- _WORK INSTRUCTIONS_
In the listing below, write out exactly each line from the first through the one containing "and score nothing.".

- _DATA FOR ANALYSIS_
=-=-=-=-=

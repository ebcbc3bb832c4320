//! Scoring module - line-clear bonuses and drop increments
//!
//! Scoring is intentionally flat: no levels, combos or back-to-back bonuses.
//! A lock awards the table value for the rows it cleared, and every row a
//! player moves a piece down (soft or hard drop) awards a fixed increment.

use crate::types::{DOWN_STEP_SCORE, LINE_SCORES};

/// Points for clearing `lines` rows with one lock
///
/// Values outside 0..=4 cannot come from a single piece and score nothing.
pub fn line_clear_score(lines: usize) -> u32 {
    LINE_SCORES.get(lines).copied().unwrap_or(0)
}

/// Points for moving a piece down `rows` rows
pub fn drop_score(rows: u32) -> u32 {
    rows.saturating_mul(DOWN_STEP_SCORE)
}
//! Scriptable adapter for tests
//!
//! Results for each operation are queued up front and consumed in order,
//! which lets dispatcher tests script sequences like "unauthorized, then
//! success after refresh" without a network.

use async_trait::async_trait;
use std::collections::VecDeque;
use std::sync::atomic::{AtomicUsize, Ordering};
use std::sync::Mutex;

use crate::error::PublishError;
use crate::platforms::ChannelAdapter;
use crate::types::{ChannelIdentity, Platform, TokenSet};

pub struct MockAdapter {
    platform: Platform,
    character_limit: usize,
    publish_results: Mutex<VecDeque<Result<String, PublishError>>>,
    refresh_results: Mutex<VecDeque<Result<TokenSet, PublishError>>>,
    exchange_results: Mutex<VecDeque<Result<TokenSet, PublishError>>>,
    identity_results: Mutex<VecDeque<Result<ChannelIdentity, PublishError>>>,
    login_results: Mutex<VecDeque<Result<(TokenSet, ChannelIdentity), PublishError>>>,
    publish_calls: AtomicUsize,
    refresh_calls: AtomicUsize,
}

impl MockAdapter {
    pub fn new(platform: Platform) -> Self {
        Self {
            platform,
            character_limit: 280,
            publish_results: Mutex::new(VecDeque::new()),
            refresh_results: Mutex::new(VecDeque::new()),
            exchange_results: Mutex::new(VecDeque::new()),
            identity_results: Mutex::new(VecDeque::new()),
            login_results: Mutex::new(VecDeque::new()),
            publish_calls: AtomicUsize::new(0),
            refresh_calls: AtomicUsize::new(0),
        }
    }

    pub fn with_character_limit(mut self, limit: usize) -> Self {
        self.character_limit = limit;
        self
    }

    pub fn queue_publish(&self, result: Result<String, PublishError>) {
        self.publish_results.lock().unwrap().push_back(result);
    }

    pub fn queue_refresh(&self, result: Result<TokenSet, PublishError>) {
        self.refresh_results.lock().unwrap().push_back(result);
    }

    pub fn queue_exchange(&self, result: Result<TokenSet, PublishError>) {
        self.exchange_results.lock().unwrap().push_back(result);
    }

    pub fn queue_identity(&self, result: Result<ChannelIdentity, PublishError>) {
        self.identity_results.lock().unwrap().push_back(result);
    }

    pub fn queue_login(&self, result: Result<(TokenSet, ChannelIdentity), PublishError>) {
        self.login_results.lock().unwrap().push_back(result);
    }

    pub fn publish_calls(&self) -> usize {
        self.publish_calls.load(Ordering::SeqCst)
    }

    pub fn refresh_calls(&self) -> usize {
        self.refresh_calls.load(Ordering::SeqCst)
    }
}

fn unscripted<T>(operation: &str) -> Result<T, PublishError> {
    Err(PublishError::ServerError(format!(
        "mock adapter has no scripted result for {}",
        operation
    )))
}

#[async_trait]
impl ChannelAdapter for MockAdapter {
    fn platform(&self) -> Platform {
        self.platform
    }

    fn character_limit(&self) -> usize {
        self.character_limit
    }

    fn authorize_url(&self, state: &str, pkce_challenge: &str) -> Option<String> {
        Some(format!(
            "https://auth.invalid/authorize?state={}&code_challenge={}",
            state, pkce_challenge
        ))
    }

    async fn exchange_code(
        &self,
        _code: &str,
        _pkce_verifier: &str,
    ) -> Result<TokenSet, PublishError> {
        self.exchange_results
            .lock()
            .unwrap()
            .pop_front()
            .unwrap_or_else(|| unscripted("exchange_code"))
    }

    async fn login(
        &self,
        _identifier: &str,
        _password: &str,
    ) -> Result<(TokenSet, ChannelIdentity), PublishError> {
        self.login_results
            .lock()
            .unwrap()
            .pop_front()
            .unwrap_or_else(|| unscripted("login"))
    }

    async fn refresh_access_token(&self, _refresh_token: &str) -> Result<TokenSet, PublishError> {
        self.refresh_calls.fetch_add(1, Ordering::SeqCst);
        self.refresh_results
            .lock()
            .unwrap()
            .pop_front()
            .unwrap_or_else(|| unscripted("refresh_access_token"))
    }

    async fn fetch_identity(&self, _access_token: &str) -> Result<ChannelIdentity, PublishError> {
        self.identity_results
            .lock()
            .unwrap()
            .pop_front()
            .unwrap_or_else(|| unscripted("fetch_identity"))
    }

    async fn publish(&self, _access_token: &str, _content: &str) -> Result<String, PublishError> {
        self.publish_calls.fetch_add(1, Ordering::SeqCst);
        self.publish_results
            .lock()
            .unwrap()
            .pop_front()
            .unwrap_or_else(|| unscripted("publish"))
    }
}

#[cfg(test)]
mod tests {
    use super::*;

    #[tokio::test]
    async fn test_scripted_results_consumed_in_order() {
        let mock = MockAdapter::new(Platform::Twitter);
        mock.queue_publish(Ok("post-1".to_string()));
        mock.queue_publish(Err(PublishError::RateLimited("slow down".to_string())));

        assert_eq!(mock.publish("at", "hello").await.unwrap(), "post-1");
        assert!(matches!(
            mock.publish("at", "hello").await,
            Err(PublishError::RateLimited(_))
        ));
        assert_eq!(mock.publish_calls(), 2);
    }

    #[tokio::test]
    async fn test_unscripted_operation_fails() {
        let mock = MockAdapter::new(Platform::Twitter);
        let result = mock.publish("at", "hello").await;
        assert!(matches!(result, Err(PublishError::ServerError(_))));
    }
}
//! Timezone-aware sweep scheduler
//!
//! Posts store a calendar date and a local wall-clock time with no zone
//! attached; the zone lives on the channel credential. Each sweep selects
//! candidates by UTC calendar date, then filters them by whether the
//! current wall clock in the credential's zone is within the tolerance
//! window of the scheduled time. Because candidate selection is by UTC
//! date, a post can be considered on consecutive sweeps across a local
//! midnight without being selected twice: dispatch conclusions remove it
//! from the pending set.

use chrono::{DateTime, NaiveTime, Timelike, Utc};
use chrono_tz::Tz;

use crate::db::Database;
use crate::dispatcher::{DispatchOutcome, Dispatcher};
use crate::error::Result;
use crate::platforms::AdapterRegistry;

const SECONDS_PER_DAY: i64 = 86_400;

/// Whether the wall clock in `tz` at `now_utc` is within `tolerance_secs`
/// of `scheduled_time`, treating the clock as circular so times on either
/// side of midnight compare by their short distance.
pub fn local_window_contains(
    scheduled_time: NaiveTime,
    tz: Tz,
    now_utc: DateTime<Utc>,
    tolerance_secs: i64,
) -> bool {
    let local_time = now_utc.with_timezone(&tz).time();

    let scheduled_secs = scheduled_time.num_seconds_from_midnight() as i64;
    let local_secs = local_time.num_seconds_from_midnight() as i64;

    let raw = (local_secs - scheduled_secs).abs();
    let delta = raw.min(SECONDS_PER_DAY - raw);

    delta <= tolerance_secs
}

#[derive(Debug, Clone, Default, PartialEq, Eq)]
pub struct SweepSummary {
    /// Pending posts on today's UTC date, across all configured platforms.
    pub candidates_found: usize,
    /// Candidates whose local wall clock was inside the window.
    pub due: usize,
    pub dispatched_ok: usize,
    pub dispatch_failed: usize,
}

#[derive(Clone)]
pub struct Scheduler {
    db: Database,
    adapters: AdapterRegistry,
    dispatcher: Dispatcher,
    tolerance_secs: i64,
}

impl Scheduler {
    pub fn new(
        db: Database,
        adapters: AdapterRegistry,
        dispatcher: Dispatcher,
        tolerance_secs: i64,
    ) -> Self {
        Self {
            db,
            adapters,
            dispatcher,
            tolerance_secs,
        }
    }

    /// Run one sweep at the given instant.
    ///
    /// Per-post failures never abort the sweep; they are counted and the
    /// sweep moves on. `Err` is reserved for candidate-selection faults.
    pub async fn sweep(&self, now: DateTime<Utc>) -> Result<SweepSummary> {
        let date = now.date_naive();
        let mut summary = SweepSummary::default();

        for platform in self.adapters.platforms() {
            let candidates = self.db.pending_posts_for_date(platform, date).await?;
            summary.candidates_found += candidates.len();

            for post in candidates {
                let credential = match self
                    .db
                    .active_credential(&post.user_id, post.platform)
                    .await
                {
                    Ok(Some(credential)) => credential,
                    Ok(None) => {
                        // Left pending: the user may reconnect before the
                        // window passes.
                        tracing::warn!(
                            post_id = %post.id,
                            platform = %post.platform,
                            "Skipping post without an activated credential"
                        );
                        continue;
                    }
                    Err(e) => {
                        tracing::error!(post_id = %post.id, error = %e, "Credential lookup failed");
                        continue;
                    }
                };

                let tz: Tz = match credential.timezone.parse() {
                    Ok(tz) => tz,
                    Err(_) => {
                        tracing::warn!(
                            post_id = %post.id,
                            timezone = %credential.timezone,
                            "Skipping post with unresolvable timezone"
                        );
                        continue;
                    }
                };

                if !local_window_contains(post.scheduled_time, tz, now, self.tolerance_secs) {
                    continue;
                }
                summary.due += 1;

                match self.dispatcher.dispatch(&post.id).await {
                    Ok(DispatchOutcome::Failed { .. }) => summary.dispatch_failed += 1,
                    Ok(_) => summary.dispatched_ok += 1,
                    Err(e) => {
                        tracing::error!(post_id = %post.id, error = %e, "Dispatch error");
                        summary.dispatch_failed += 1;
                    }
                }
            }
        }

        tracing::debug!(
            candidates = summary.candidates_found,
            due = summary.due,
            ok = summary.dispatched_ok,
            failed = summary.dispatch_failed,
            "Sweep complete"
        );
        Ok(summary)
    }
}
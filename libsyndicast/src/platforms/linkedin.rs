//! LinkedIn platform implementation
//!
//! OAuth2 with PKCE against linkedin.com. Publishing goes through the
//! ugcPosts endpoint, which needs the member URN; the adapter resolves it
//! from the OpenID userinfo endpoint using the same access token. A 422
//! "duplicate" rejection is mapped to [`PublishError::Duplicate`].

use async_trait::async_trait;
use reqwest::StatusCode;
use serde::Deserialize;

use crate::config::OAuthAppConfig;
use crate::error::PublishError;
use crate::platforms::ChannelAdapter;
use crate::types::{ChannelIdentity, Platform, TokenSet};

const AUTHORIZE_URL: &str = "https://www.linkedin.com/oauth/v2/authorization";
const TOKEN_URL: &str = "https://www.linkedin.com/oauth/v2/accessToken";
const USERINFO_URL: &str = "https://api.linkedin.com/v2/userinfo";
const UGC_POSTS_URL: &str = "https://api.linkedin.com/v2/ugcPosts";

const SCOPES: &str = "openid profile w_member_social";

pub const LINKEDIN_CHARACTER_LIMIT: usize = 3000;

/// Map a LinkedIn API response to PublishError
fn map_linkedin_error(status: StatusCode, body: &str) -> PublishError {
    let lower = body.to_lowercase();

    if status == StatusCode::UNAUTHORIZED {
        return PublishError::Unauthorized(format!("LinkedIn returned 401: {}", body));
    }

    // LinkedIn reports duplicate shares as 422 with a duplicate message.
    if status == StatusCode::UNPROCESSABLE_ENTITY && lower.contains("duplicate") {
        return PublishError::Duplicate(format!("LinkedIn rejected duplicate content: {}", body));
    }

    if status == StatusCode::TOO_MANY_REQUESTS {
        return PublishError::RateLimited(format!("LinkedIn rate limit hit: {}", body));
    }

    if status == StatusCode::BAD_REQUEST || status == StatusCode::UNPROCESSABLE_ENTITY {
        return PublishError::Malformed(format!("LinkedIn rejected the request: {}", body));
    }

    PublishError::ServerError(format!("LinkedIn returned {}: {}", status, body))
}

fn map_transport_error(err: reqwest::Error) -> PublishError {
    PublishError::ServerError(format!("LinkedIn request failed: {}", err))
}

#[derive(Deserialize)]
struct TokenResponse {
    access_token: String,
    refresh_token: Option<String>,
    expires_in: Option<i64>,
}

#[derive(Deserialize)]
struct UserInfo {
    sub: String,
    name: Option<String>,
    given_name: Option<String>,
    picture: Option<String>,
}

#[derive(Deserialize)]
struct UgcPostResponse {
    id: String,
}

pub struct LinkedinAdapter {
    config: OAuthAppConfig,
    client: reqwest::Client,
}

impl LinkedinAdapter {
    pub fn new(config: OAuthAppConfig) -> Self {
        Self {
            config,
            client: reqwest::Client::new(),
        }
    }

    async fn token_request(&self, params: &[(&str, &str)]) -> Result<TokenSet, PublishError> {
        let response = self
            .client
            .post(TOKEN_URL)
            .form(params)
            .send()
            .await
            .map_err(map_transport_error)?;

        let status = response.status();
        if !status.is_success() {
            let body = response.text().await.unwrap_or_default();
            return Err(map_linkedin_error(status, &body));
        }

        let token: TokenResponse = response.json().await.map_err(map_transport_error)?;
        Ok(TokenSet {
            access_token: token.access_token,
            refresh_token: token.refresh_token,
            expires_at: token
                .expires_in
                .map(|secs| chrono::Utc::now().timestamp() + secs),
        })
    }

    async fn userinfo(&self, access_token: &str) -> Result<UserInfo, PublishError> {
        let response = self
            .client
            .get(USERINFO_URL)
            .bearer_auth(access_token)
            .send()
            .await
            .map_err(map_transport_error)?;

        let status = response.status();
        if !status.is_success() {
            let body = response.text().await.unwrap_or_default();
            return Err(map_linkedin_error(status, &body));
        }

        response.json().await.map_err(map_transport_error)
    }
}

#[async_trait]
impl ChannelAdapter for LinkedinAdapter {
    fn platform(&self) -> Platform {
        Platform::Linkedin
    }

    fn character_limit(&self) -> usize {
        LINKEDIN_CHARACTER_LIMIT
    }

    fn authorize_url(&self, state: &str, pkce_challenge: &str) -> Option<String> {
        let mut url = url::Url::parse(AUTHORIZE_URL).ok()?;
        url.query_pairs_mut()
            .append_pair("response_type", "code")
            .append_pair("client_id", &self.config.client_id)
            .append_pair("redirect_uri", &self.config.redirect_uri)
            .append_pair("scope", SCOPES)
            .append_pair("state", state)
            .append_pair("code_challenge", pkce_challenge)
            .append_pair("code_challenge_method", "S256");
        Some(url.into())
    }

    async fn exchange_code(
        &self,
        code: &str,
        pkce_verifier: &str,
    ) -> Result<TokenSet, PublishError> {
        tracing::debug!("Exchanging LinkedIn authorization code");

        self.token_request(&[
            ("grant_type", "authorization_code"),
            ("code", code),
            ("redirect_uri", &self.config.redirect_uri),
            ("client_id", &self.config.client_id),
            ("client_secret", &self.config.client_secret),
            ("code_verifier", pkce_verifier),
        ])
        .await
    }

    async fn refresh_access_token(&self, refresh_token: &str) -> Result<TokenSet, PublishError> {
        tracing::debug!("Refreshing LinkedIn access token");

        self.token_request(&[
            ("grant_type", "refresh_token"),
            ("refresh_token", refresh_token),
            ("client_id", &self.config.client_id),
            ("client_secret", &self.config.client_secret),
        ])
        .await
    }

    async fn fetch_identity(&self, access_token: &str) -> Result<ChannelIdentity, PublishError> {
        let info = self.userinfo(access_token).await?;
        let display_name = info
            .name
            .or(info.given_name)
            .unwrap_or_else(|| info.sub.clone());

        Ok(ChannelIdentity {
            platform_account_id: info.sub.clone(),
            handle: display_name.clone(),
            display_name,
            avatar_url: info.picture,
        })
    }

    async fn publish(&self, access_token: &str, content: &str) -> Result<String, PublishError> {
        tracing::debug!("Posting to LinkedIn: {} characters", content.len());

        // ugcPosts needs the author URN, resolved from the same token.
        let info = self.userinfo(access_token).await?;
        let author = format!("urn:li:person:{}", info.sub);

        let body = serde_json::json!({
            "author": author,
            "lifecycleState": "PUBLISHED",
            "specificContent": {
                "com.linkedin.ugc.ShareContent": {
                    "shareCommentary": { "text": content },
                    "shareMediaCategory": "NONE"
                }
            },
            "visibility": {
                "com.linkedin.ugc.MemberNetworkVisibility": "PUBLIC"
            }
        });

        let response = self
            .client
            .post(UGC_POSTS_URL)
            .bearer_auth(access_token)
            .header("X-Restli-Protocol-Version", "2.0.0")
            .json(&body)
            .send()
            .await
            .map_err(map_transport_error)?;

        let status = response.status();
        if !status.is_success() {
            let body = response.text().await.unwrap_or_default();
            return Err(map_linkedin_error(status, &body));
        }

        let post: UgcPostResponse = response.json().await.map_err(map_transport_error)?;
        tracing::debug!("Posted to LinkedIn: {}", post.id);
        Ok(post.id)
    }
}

=-=-=-=-=

- _RESPONSE BELOW_
repository ebcbc3bb832c4320
//! Scoring module - line-clear bonuses and drop increments
//!
//! Scoring is intentionally flat: no levels, combos or back-to-back bonuses.
//! A lock awards the table value for the rows it cleared, and every row a
//! player moves a piece down (soft or hard drop) awards a fixed increment.

use crate::types::{DOWN_STEP_SCORE, LINE_SCORES};

/// Points for clearing `lines` rows with one lock
///
/// Values outside 0..=4 cannot come from a single piece and score nothing.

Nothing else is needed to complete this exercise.